TASK INSTRUCTIONS:
Could you reproduce the lines below from the one with "taken as replies." through the one with "if attempt <"? Keep both ends and add nothing.

TASK MATERIAL:
--------

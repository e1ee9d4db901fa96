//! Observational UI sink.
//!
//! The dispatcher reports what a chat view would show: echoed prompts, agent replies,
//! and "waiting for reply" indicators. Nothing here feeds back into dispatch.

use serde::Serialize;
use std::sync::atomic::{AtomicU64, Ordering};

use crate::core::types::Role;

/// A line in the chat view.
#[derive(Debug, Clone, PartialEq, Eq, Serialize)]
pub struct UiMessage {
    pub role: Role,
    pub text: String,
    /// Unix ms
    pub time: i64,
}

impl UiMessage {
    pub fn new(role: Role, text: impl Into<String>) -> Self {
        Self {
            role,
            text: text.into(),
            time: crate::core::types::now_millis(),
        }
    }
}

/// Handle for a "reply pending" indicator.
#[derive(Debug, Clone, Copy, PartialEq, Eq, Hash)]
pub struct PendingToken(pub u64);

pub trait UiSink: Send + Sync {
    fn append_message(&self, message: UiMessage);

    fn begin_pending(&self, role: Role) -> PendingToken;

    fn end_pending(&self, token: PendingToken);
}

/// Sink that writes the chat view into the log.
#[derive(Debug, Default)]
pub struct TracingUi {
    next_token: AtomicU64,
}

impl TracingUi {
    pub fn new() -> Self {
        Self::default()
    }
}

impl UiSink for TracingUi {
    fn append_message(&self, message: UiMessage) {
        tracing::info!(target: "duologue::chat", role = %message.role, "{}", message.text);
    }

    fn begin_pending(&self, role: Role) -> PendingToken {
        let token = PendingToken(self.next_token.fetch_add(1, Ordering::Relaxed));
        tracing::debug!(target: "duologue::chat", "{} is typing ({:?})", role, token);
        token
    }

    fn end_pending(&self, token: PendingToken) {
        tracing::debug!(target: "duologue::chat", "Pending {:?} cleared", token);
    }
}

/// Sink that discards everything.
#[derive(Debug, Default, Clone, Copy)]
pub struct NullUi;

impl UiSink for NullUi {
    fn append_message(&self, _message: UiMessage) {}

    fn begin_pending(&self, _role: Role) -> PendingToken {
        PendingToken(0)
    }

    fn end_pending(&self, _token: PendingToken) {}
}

--------

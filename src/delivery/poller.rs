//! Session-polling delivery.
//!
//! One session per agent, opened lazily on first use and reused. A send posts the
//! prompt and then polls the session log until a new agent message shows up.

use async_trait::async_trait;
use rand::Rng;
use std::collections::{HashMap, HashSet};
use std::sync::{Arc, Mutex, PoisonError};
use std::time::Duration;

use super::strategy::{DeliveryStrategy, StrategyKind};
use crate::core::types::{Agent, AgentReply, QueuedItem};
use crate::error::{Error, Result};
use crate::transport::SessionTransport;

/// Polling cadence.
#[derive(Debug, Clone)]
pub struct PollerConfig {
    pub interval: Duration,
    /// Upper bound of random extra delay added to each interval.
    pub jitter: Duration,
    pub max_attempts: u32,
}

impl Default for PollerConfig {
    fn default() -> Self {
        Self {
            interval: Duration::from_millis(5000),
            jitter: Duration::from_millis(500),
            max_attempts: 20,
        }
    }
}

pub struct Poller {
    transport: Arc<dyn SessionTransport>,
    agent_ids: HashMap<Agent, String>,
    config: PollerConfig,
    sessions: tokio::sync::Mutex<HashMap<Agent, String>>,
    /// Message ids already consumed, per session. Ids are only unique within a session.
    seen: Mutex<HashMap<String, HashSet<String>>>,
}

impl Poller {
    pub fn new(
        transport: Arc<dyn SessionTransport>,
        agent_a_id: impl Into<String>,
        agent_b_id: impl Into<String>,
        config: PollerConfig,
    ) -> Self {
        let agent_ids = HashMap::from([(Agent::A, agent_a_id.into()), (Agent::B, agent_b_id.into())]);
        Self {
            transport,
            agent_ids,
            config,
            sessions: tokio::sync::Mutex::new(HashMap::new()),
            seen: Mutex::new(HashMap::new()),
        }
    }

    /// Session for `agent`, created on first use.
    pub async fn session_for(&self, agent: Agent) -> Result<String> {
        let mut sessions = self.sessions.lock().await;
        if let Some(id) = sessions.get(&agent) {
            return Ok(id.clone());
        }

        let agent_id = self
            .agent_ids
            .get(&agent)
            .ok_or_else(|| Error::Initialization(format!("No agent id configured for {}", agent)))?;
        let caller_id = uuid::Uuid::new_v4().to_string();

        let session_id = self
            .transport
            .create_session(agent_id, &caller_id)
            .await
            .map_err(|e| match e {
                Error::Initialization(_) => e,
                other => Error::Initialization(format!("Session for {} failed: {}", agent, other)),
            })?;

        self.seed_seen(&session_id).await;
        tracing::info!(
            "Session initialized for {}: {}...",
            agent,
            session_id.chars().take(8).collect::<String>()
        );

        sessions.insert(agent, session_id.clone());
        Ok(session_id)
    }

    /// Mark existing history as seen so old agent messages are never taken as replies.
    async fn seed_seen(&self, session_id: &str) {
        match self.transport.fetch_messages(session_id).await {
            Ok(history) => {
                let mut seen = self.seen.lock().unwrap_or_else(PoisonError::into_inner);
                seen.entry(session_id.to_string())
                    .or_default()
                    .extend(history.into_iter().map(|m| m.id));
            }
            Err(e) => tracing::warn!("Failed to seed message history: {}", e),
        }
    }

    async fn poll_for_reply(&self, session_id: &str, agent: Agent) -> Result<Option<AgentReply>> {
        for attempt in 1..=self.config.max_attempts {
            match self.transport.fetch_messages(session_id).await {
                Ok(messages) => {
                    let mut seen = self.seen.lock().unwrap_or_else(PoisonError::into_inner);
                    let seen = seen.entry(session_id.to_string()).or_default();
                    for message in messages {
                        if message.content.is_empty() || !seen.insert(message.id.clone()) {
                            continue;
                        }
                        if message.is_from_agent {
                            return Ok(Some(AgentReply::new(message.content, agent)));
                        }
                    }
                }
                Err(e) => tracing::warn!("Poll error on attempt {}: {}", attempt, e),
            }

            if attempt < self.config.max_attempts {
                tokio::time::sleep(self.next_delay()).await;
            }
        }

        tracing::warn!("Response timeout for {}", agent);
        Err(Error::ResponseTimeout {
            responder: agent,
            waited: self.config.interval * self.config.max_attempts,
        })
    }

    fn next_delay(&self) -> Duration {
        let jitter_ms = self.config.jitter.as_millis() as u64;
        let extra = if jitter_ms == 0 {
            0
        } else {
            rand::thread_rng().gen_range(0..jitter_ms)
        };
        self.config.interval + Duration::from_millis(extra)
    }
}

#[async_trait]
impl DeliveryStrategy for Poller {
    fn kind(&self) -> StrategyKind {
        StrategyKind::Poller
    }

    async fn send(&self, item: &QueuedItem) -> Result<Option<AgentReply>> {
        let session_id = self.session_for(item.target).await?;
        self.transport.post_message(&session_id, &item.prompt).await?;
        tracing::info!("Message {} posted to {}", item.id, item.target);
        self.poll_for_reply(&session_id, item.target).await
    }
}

--------

SOLUTION TO THIS EXERCISE:
    /// Mark existing history as seen so old agent messages are never taken as replies.
    async fn seed_seen(&self, session_id: &str) {
        match self.transport.fetch_messages(session_id).await {
            Ok(history) => {
                let mut seen = self.seen.lock().unwrap_or_else(PoisonError::into_inner);
                seen.entry(session_id.to_string())
                    .or_default()
                    .extend(history.into_iter().map(|m| m.id));
            }
            Err(e) => tracing::warn!("Failed to seed message history: {}", e),
        }
    }

    async fn poll_for_reply(&self, session_id: &str, agent: Agent) -> Result<Option<AgentReply>> {
        for attempt in 1..=self.config.max_attempts {
            match self.transport.fetch_messages(session_id).await {
                Ok(messages) => {
                    let mut seen = self.seen.lock().unwrap_or_else(PoisonError::into_inner);
                    let seen = seen.entry(session_id.to_string()).or_default();
                    for message in messages {
                        if message.content.is_empty() || !seen.insert(message.id.clone()) {
                            continue;
                        }
                        if message.is_from_agent {
                            return Ok(Some(AgentReply::new(message.content, agent)));
                        }
                    }
                }
                Err(e) => tracing::warn!("Poll error on attempt {}: {}", attempt, e),
            }

            if attempt < self.config.max_attempts {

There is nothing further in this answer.